Autism Awareness: Focus on Early Detection and Intervention

Posted by on Jul 17, 2018 in Ask The Therapist | 0 comments

Information about Autism Spectrum Disorder (ASD) awareness is very important for an early diagnosis and intervention is to an individual’s success. ASD refers to a collection of developmental disorders that relate specifically to communication, socialization and learning challenges, as well as restrictive or repetitive behaviors. People with ASD often have trouble communicating and interacting with others, understanding emotional nuances and social cues, and adjusting to minor changes in routine or surroundings. There is also a wide range, or “spectrum,” of symptoms and levels of severity that accompany it. Some people are very mildly affected, while others have significant challenges in their daily life. The definition of ASD now also encompasses what was known as Asperger Syndrome, which is a higher functioning version of the disorder.

How do I know if my child has ASD? In recent years, the rates of children identified with ASD have increased. It can be diagnosed early in life, at 2 to 3 years old and sometimes earlier; however, ti is still a challenging diagnosis to make. Some children with the typical symptoms may not have autism, and not all children with autism exhibit the typical symptoms. Some children will show signs in early infancy, others develop normally for the first couple of years of life, then stop meeting developmental markers or lose skills they have already learned. Some children have difficulty learning and gave signs of lower intelligence, while other children learn quickly and have normal to high intelligence. Some of the common red flags for ASD in infants/toddlers are:

  • Limited or no eye contact
  • Limited or no smiling/joyful expressions when interacting with others
  • No response to name when called
  • Minimal to no reaching for affection or being held
  • Lack of hitting developmental markers or regression of previously learned skills (i.e. speech/social skills)
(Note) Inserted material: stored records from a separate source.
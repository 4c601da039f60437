//! Saved lookups: recent and favorite profiles stored in SQLite.
//!
//! Recents are most-recent-first and capped; favorites keep the order
//! they were added in. Both are keyed by hex pubkey.

use anyhow::{Context, Result};
use rusqlite::{params, Connection, OptionalExtension};
use serde::{Deserialize, Serialize};
use std::path::Path;
use tipjar_profile::CandidateProfile;
use tracing::debug;

/// The slice of a profile kept for saved lookups.
#[derive(Debug, Clone, PartialEq, Eq, Serialize, Deserialize)]
pub struct SavedProfile {
    pub pubkey: String,
    pub name: Option<String>,
    pub picture: Option<String>,
}

impl From<&CandidateProfile> for SavedProfile {
    fn from(profile: &CandidateProfile) -> Self {
        Self {
            pubkey: profile.author_key.clone(),
            name: Some(profile.label().to_string()),
            picture: profile.picture.clone().filter(|p| !p.is_empty()),
        }
    }
}

pub struct SavedStore {
    conn: Connection,
    recent_capacity: usize,
}

// ── Schema ───────────────────────────────────────────────────────

fn create_tables(conn: &Connection) -> Result<()> {
    conn.execute_batch(
        "CREATE TABLE IF NOT EXISTS recents (
            pubkey TEXT PRIMARY KEY,
            name TEXT,
            picture TEXT,
            seq INTEGER NOT NULL
        );

        CREATE TABLE IF NOT EXISTS favorites (
            pubkey TEXT PRIMARY KEY,
            name TEXT,
            picture TEXT,
            seq INTEGER NOT NULL
        );",
    )
    .context("failed to create saved lookup tables")?;
    Ok(())
}

fn row_to_profile(row: &rusqlite::Row<'_>) -> rusqlite::Result<SavedProfile> {
    Ok(SavedProfile {
        pubkey: row.get(0)?,
        name: row.get(1)?,
        picture: row.get(2)?,
    })
}

impl SavedStore {
    /// Open (creating if needed) the store at `path`.
    pub fn open(path: &Path, recent_capacity: usize) -> Result<Self> {
        if let Some(parent) = path.parent() {
            std::fs::create_dir_all(parent)
                .with_context(|| format!("Failed to create directory: {}", parent.display()))?;
        }
        let conn = Connection::open(path)
            .with_context(|| format!("Failed to open database: {}", path.display()))?;
        Self::with_connection(conn, recent_capacity)
    }

    pub fn open_in_memory(recent_capacity: usize) -> Result<Self> {
        Self::with_connection(Connection::open_in_memory()?, recent_capacity)
    }

    fn with_connection(conn: Connection, recent_capacity: usize) -> Result<Self> {
        create_tables(&conn)?;
        Ok(Self {
            conn,
            recent_capacity,
        })
    }

    // ── Recents ──────────────────────────────────────────────────

    /// Move `profile` to the front of the recents, evicting past capacity.
    pub fn record_recent(&mut self, profile: &SavedProfile) -> Result<()> {
        let tx = self.conn.transaction()?;
        tx.execute(
            "INSERT INTO recents (pubkey, name, picture, seq)
             VALUES (?1, ?2, ?3, (SELECT COALESCE(MAX(seq), 0) + 1 FROM recents))
             ON CONFLICT(pubkey) DO UPDATE SET
                name = excluded.name,
                picture = excluded.picture,
                seq = excluded.seq",
            params![profile.pubkey, profile.name, profile.picture],
        )
        .context("failed to record recent lookup")?;
        let evicted = tx.execute(
            "DELETE FROM recents WHERE pubkey NOT IN (
                SELECT pubkey FROM recents ORDER BY seq DESC LIMIT ?1
             )",
            params![self.recent_capacity as i64],
        )?;
        tx.commit()?;

        debug!(pubkey = %profile.pubkey, evicted, "recorded recent lookup");
        Ok(())
    }

    /// Newest first.
    pub fn list_recent(&self) -> Result<Vec<SavedProfile>> {
        let mut stmt = self
            .conn
            .prepare("SELECT pubkey, name, picture FROM recents ORDER BY seq DESC")?;
        let rows = stmt.query_map([], row_to_profile)?;
        rows.collect::<rusqlite::Result<Vec<_>>>()
            .context("failed to list recent lookups")
    }

    // ── Favorites ────────────────────────────────────────────────

    /// Add `profile` if absent, remove it if present. Returns the new state.
    pub fn toggle_favorite(&mut self, profile: &SavedProfile) -> Result<bool> {
        let tx = self.conn.transaction()?;
        let removed = tx.execute(
            "DELETE FROM favorites WHERE pubkey = ?1",
            params![profile.pubkey],
        )?;
        if removed == 0 {
            tx.execute(
                "INSERT INTO favorites (pubkey, name, picture, seq)
                 VALUES (?1, ?2, ?3, (SELECT COALESCE(MAX(seq), 0) + 1 FROM favorites))",
                params![profile.pubkey, profile.name, profile.picture],
            )
            .context("failed to add favorite")?;
        }
        tx.commit()?;

        let now_favorite = removed == 0;
        debug!(pubkey = %profile.pubkey, favorite = now_favorite, "toggled favorite");
        Ok(now_favorite)
    }

    pub fn is_favorite(&self, pubkey: &str) -> Result<bool> {
        let found = self
            .conn
            .query_row(
                "SELECT 1 FROM favorites WHERE pubkey = ?1",
                params![pubkey],
                |_| Ok(()),
            )
            .optional()?;
        Ok(found.is_some())
    }

    /// In the order they were added.
    pub fn list_favorites(&self) -> Result<Vec<SavedProfile>> {
        let mut stmt = self
            .conn
            .prepare("SELECT pubkey, name, picture FROM favorites ORDER BY seq ASC")?;
        let rows = stmt.query_map([], row_to_profile)?;
        rows.collect::<rusqlite::Result<Vec<_>>>()
            .context("failed to list favorites")
    }
}

#[cfg(test)]
mod tests {
    use super::*;

    fn saved(pubkey: &str) -> SavedProfile {
        SavedProfile {
            pubkey: pubkey.to_string(),
            name: Some(format!("name-{pubkey}")),
            picture: None,
        }
    }

    fn pubkeys(list: &[SavedProfile]) -> Vec<&str> {
        list.iter().map(|p| p.pubkey.as_str()).collect()
    }

    #[test]
    fn recents_are_newest_first_and_capped() {
        let mut store = SavedStore::open_in_memory(5).unwrap();
        for key in ["a", "b", "c", "d", "e", "f"] {
            store.record_recent(&saved(key)).unwrap();
        }
        assert_eq!(pubkeys(&store.list_recent().unwrap()), vec!["f", "e", "d", "c", "b"]);
    }

    #[test]
    fn rerecording_moves_to_front_without_duplicates() {
        let mut store = SavedStore::open_in_memory(5).unwrap();
        for key in ["a", "b", "c"] {
            store.record_recent(&saved(key)).unwrap();
        }
        let mut renamed = saved("a");
        renamed.name = Some("alice".into());
        store.record_recent(&renamed).unwrap();

        let recents = store.list_recent().unwrap();
        assert_eq!(pubkeys(&recents), vec!["a", "c", "b"]);
        assert_eq!(recents[0].name.as_deref(), Some("alice"));
    }

    #[test]
    fn favorites_toggle_and_keep_insertion_order() {
        let mut store = SavedStore::open_in_memory(5).unwrap();
        assert!(store.toggle_favorite(&saved("a")).unwrap());
        assert!(store.toggle_favorite(&saved("b")).unwrap());
        assert!(store.toggle_favorite(&saved("c")).unwrap());
        assert!(store.is_favorite("b").unwrap());

        assert!(!store.toggle_favorite(&saved("b")).unwrap());
        assert!(!store.is_favorite("b").unwrap());
        assert_eq!(pubkeys(&store.list_favorites().unwrap()), vec!["a", "c"]);

        // Re-adding appends at the end.
        assert!(store.toggle_favorite(&saved("b")).unwrap());
        assert_eq!(pubkeys(&store.list_favorites().unwrap()), vec!["a", "c", "b"]);
    }

    #[test]
    fn from_candidate_uses_label() {
        let profile = CandidateProfile {
            author_key: "abc".into(),
            display_name: Some("Jack D".into()),
            picture: Some(String::new()),
            ..Default::default()
        };
        let saved = SavedProfile::from(&profile);
        assert_eq!(saved.name.as_deref(), Some("Jack D"));
        assert_eq!(saved.picture, None);
    }

    #[test]
    fn persists_across_reopen() {
        let dir = tempfile::tempdir().unwrap();
        let path = dir.path().join("nested").join("tipjar.db");
        {
            let mut store = SavedStore::open(&path, 5).unwrap();
            store.record_recent(&saved("a")).unwrap();
            store.toggle_favorite(&saved("a")).unwrap();
        }
        let store = SavedStore::open(&path, 5).unwrap();
        assert_eq!(pubkeys(&store.list_recent().unwrap()), vec!["a"]);
        assert!(store.is_favorite("a").unwrap());
    }
}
Prevention and Treatment: There’s no way to prevent ASD, but early diagnosis and intervention is crucial for improving behavior, skills and language development. The first step is to set up an evaluation with a specialist in ASD, who can do a clinical interview and evaluate your child using standardized diagnostic instruments to assess ASD (such as the Autism Diagnostic Observation Schedule or ADOS) and help develop a plan for treatment. Treatment is helpful at any age, even in adulthood. There are a variety of treatment options available; behavioral, communication, educational, and family therapies. Medication is also helpful. There is no “one size fits all” treatment plan, and your child’s treatment needs could change over time. Working closely with your child’s medical or mental health professional is key to determining the right treatment plan.